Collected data

○ ○ ○

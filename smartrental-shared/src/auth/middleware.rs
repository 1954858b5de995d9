/// Request authentication for Axum
///
/// A Bearer access token in the `Authorization` header is decoded into an
/// [`AuthContext`], which the API's auth layer inserts into request
/// extensions. Handlers read it back with Axum's `Extension` extractor.
///
/// Verification is stateless: the context is built from the token's claims
/// alone, without a database round-trip.
///
/// # Example
///
/// ```
/// use axum::Extension;
/// use smartrental_shared::auth::middleware::AuthContext;
///
/// async fn handler(Extension(auth): Extension<AuthContext>) -> String {
///     format!("User: {}, role: {}", auth.user_id, auth.role)
/// }
/// ```

use axum::http::{header, HeaderMap};
use serde::{Deserialize, Serialize};
use uuid::Uuid;

use super::jwt::{validate_access_token, Claims, JwtError};
use crate::models::user::Role;

/// Authentication context added to request extensions
#[derive(Debug, Clone, Copy, PartialEq, Eq, Serialize, Deserialize)]
pub struct AuthContext {
    /// Authenticated user ID
    pub user_id: Uuid,

    /// Role carried by the access token
    pub role: Role,
}

impl AuthContext {
    /// Creates auth context from validated access token claims
    pub fn from_claims(claims: &Claims) -> Self {
        Self {
            user_id: claims.sub,
            role: claims.role,
        }
    }
}

/// Error type for request authentication
#[derive(Debug, thiserror::Error)]
pub enum AuthError {
    /// Missing authorization header
    #[error("Missing authorization header")]
    MissingCredentials,

    /// Invalid authorization header format
    #[error("{0}")]
    InvalidFormat(String),

    /// Token validation failed
    #[error("{0}")]
    InvalidToken(String),
}

impl From<JwtError> for AuthError {
    fn from(err: JwtError) -> Self {
        match err {
            JwtError::Expired => AuthError::InvalidToken("Token expired".to_string()),
            JwtError::InvalidIssuer { .. } => {
                AuthError::InvalidToken("Invalid token issuer".to_string())
            }
            JwtError::WrongTokenType { .. } => {
                AuthError::InvalidToken("Expected an access token".to_string())
            }
            _ => AuthError::InvalidToken("Invalid token".to_string()),
        }
    }
}

/// Extracts the raw token from an `Authorization: Bearer <token>` header
///
/// # Errors
///
/// - `AuthError::MissingCredentials` if the header is absent or not ASCII
/// - `AuthError::InvalidFormat` if it is not a non-empty Bearer token
pub fn bearer_token(headers: &HeaderMap) -> Result<&str, AuthError> {
    let auth_header = headers
        .get(header::AUTHORIZATION)
        .and_then(|v| v.to_str().ok())
        .ok_or(AuthError::MissingCredentials)?;

    let token = auth_header
        .strip_prefix("Bearer ")
        .map(str::trim)
        .filter(|t| !t.is_empty())
        .ok_or_else(|| AuthError::InvalidFormat("Expected Bearer token".to_string()))?;

    Ok(token)
}

/// Authenticates a request from its headers
///
/// # Example
///
/// ```
/// use axum::http::{header, HeaderMap, HeaderValue};
/// use smartrental_shared::auth::jwt::{create_token, Claims, TokenType};
/// use smartrental_shared::auth::middleware::authenticate;
/// use smartrental_shared::models::user::Role;
/// use uuid::Uuid;
///
/// # fn example() -> Result<(), Box<dyn std::error::Error>> {
/// let token = create_token(&Claims::new(Uuid::new_v4(), Role::Admin, TokenType::Access), "secret")?;
///
/// let mut headers = HeaderMap::new();
/// headers.insert(header::AUTHORIZATION, HeaderValue::from_str(&format!("Bearer {}", token))?);
///
/// let auth = authenticate(&headers, "secret")?;
/// assert_eq!(auth.role, Role::Admin);
/// # Ok(())
/// # }
/// ```
pub fn authenticate(headers: &HeaderMap, secret: &str) -> Result<AuthContext, AuthError> {
    let token = bearer_token(headers)?;
    let claims = validate_access_token(token, secret)?;

    Ok(AuthContext::from_claims(&claims))
}
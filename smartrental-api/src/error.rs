/// Error handling for the API server
///
/// Every handler returns [`ApiResult`]; `ApiError` renders as
///
/// ```json
/// { "error": "duplicate", "message": "A user with that username already exists." }
/// ```
///
/// with an optional `details` array of `{field, message}` for validation
/// failures.
///
/// # Example
///
/// ```
/// use smartrental_api::error::{ApiError, ApiResult};
/// use axum::Json;
/// use serde_json::{json, Value};
///
/// async fn handler(found: bool) -> ApiResult<Json<Value>> {
///     if !found {
///         return Err(ApiError::NotFound("User not found.".to_string()));
///     }
///     Ok(Json(json!({ "message": "ok" })))
/// }
/// ```

use axum::{
    http::StatusCode,
    response::{IntoResponse, Response},
    Json,
};
use serde::{Deserialize, Serialize};
use smartrental_shared::auth::{
    authorization::AuthzError, jwt::JwtError, middleware::AuthError, password::PasswordError,
};
use smartrental_shared::models::user::{
    AdminRegistrationError, EMAIL_CONSTRAINT, SINGLE_ADMIN_INDEX, USERNAME_CONSTRAINT,
};
use std::fmt;
use validator::{ValidationErrors, ValidationErrorsKind};

/// Message for any failed login, whatever the cause
pub const INVALID_CREDENTIALS: &str = "Invalid email/username or password.";

/// Message for a second admin registration
pub const ADMIN_EXISTS: &str = "An admin account already exists";

pub const USERNAME_TAKEN: &str = "A user with that username already exists.";

pub const EMAIL_TAKEN: &str = "A user with that email already exists.";

/// API result type alias
pub type ApiResult<T> = Result<T, ApiError>;

/// Unified API error type
#[derive(Debug)]
pub enum ApiError {
    /// Bad request (400), e.g. malformed JSON
    BadRequest(String),

    /// Unauthorized (401)
    Unauthorized(String),

    /// Forbidden (403)
    Forbidden(String),

    /// Not found (404)
    NotFound(String),

    /// Duplicate username or email (400)
    Duplicate(String),

    /// Field validation failed (400)
    ValidationError(Vec<ValidationErrorDetail>),

    /// Internal server error (500); the message is logged, never returned
    InternalError(String),
}

/// Validation error detail
#[derive(Debug, Clone, PartialEq, Eq, Serialize, Deserialize)]
pub struct ValidationErrorDetail {
    /// Field that failed validation
    pub field: String,

    /// Error message
    pub message: String,
}

impl ValidationErrorDetail {
    pub fn new(field: impl Into<String>, message: impl Into<String>) -> Self {
        Self {
            field: field.into(),
            message: message.into(),
        }
    }
}

/// Error response body
#[derive(Debug, Serialize, Deserialize)]
pub struct ErrorResponse {
    /// Error code (e.g., "bad_request", "duplicate")
    pub error: String,

    /// Human-readable error message
    pub message: String,

    /// Per-field validation errors
    #[serde(skip_serializing_if = "Option::is_none")]
    pub details: Option<Vec<ValidationErrorDetail>>,
}

impl ApiError {
    /// Single-field validation failure
    pub fn invalid_field(field: impl Into<String>, message: impl Into<String>) -> Self {
        ApiError::ValidationError(vec![ValidationErrorDetail::new(field, message)])
    }

    pub fn status(&self) -> StatusCode {
        match self {
            ApiError::BadRequest(_) | ApiError::Duplicate(_) | ApiError::ValidationError(_) => {
                StatusCode::BAD_REQUEST
            }
            ApiError::Unauthorized(_) => StatusCode::UNAUTHORIZED,
            ApiError::Forbidden(_) => StatusCode::FORBIDDEN,
            ApiError::NotFound(_) => StatusCode::NOT_FOUND,
            ApiError::InternalError(_) => StatusCode::INTERNAL_SERVER_ERROR,
        }
    }

    pub fn code(&self) -> &'static str {
        match self {
            ApiError::BadRequest(_) => "bad_request",
            ApiError::Unauthorized(_) => "unauthorized",
            ApiError::Forbidden(_) => "forbidden",
            ApiError::NotFound(_) => "not_found",
            ApiError::Duplicate(_) => "duplicate",
            ApiError::ValidationError(_) => "validation_error",
            ApiError::InternalError(_) => "internal_error",
        }
    }
}

impl fmt::Display for ApiError {
    fn fmt(&self, f: &mut fmt::Formatter<'_>) -> fmt::Result {
        match self {
            ApiError::BadRequest(msg) => write!(f, "Bad request: {}", msg),
            ApiError::Unauthorized(msg) => write!(f, "Unauthorized: {}", msg),
            ApiError::Forbidden(msg) => write!(f, "Forbidden: {}", msg),
            ApiError::NotFound(msg) => write!(f, "Not found: {}", msg),
            ApiError::Duplicate(msg) => write!(f, "Duplicate: {}", msg),
            ApiError::ValidationError(errors) => {
                write!(f, "Validation failed: {} errors", errors.len())
            }
            ApiError::InternalError(msg) => write!(f, "Internal error: {}", msg),
        }
    }
}

impl std::error::Error for ApiError {}

impl IntoResponse for ApiError {
    fn into_response(self) -> Response {
        let status = self.status();
        let error = self.code().to_string();

        let (message, details) = match self {
            ApiError::ValidationError(errors) => {
                // Lead with the first problem so simple clients can show one line
                let message = errors
                    .first()
                    .map(|e| e.message.clone())
                    .unwrap_or_else(|| "Request validation failed".to_string());
                (message, Some(errors))
            }
            ApiError::InternalError(msg) => {
                tracing::error!("Internal error: {}", msg);
                ("An internal error occurred".to_string(), None)
            }
            ApiError::BadRequest(msg)
            | ApiError::Unauthorized(msg)
            | ApiError::Forbidden(msg)
            | ApiError::NotFound(msg)
            | ApiError::Duplicate(msg) => (msg, None),
        };

        let body = Json(ErrorResponse {
            error,
            message,
            details,
        });

        (status, body).into_response()
    }
}

/// Unique violations on the users table become duplicate errors
impl From<sqlx::Error> for ApiError {
    fn from(err: sqlx::Error) -> Self {
        if let sqlx::Error::Database(db_err) = &err {
            match db_err.constraint() {
                Some(USERNAME_CONSTRAINT) => return ApiError::Duplicate(USERNAME_TAKEN.to_string()),
                Some(EMAIL_CONSTRAINT) => return ApiError::Duplicate(EMAIL_TAKEN.to_string()),
                Some(SINGLE_ADMIN_INDEX) => return ApiError::Forbidden(ADMIN_EXISTS.to_string()),
                _ => {}
            }
        }

        ApiError::InternalError(format!("Database error: {}", err))
    }
}

impl From<AdminRegistrationError> for ApiError {
    fn from(err: AdminRegistrationError) -> Self {
        match err {
            AdminRegistrationError::AdminExists => ApiError::Forbidden(ADMIN_EXISTS.to_string()),
            AdminRegistrationError::Database(err) => err.into(),
        }
    }
}

impl From<ValidationErrors> for ApiError {
    fn from(errors: ValidationErrors) -> Self {
        let mut details: Vec<ValidationErrorDetail> = errors
            .errors()
            .iter()
            .flat_map(|(field, kind)| match kind {
                ValidationErrorsKind::Field(field_errors) => field_errors
                    .iter()
                    .map(|e| {
                        let message = e
                            .message
                            .as_ref()
                            .map(|m| m.to_string())
                            .unwrap_or_else(|| format!("{} is invalid", field));
                        ValidationErrorDetail::new(field.to_string(), message)
                    })
                    .collect::<Vec<_>>(),
                _ => vec![ValidationErrorDetail::new(field.to_string(), format!("{} is invalid", field))],
            })
            .collect();

        // HashMap order is arbitrary
        details.sort_by(|a, b| a.field.cmp(&b.field));

        ApiError::ValidationError(details)
    }
}

impl From<AuthError> for ApiError {
    fn from(err: AuthError) -> Self {
        match err {
            AuthError::MissingCredentials => {
                ApiError::Unauthorized("Authentication credentials were not provided.".to_string())
            }
            AuthError::InvalidFormat(msg) | AuthError::InvalidToken(msg) => {
                ApiError::Unauthorized(msg)
            }
        }
    }
}

impl From<AuthzError> for ApiError {
    fn from(err: AuthzError) -> Self {
        match err {
            AuthzError::InsufficientRole { .. } => ApiError::Forbidden(
                "You do not have permission to perform this action.".to_string(),
            ),
        }
    }
}

impl From<PasswordError> for ApiError {
    fn from(err: PasswordError) -> Self {
        ApiError::InternalError(format!("Password operation failed: {}", err))
    }
}

impl From<JwtError> for ApiError {
    fn from(err: JwtError) -> Self {
        match err {
            JwtError::CreateError(_) => {
                ApiError::InternalError(format!("Token creation failed: {}", err))
            }
            JwtError::Expired => ApiError::Unauthorized("Token expired".to_string()),
            JwtError::InvalidIssuer { .. } => {
                ApiError::Unauthorized("Invalid token issuer".to_string())
            }
            JwtError::WrongTokenType { expected, .. } => {
                ApiError::Unauthorized(format!("Expected a {} token", expected))
            }
            JwtError::ValidationError(_) => ApiError::Unauthorized("Invalid token".to_string()),
        }
    }
}
//! Minimal GeoJSON reader for the boundary overlay. Positions are
//! `[lng, lat]` (extra ordinates ignored).

use anyhow::{Context, Result};
use serde::{Deserialize, Serialize};

use crate::geo::{LatLng, LatLngBounds};

pub type Position = Vec<f64>;

#[derive(Debug, Clone, PartialEq, Serialize, Deserialize)]
#[serde(tag = "type")]
pub enum Geometry {
    Point { coordinates: Position },
    MultiPoint { coordinates: Vec<Position> },
    LineString { coordinates: Vec<Position> },
    MultiLineString { coordinates: Vec<Vec<Position>> },
    Polygon { coordinates: Vec<Vec<Position>> },
    MultiPolygon { coordinates: Vec<Vec<Vec<Position>>> },
    GeometryCollection { geometries: Vec<Geometry> },
}

impl Geometry {
    fn collect_positions(&self, out: &mut Vec<LatLng>) {
        match self {
            Geometry::Point { coordinates } => push_position(out, coordinates),
            Geometry::MultiPoint { coordinates } | Geometry::LineString { coordinates } => {
                for pos in coordinates {
                    push_position(out, pos);
                }
            }
            Geometry::MultiLineString { coordinates } | Geometry::Polygon { coordinates } => {
                for pos in coordinates.iter().flatten() {
                    push_position(out, pos);
                }
            }
            Geometry::MultiPolygon { coordinates } => {
                for pos in coordinates.iter().flatten().flatten() {
                    push_position(out, pos);
                }
            }
            Geometry::GeometryCollection { geometries } => {
                for geometry in geometries {
                    geometry.collect_positions(out);
                }
            }
        }
    }
}

fn push_position(out: &mut Vec<LatLng>, pos: &Position) {
    if let [lng, lat, ..] = pos.as_slice() {
        out.push(LatLng::new(*lat, *lng));
    }
}

#[derive(Debug, Clone, PartialEq, Serialize, Deserialize)]
pub struct Feature {
    #[serde(rename = "type")]
    pub kind: String,
    pub geometry: Option<Geometry>,
    #[serde(default)]
    pub properties: serde_json::Value,
}

#[derive(Debug, Clone, PartialEq, Serialize, Deserialize)]
pub struct FeatureCollection {
    #[serde(rename = "type")]
    pub kind: String,
    pub features: Vec<Feature>,
}

impl FeatureCollection {
    pub fn parse(raw: &str) -> Result<Self> {
        let collection: FeatureCollection =
            serde_json::from_str(raw).context("Failed to parse GeoJSON")?;
        if collection.kind != "FeatureCollection" {
            anyhow::bail!("Expected a FeatureCollection, found '{}'", collection.kind);
        }
        Ok(collection)
    }

    pub fn is_empty(&self) -> bool {
        self.features.is_empty()
    }

    /// Bounds of every position in every feature, `None` if there are none.
    pub fn bounds(&self) -> Option<LatLngBounds> {
        let mut positions = Vec::new();
        for geometry in self.features.iter().filter_map(|f| f.geometry.as_ref()) {
            geometry.collect_positions(&mut positions);
        }
        LatLngBounds::from_points(positions)
    }
}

○ ○ ○

[WHAT YOU WILL DO] The lines to write out run from the one with "there are none." through the end of the records. Give them exactly, and only them.

[TASK RESULT]
    /// Bounds of every position in every feature, `None` if there are none.
    pub fn bounds(&self) -> Option<LatLngBounds> {
        let mut positions = Vec::new();
        for geometry in self.features.iter().filter_map(|f| f.geometry.as_ref()) {
            geometry.collect_positions(&mut positions);
        }
        LatLngBounds::from_points(positions)
    }
}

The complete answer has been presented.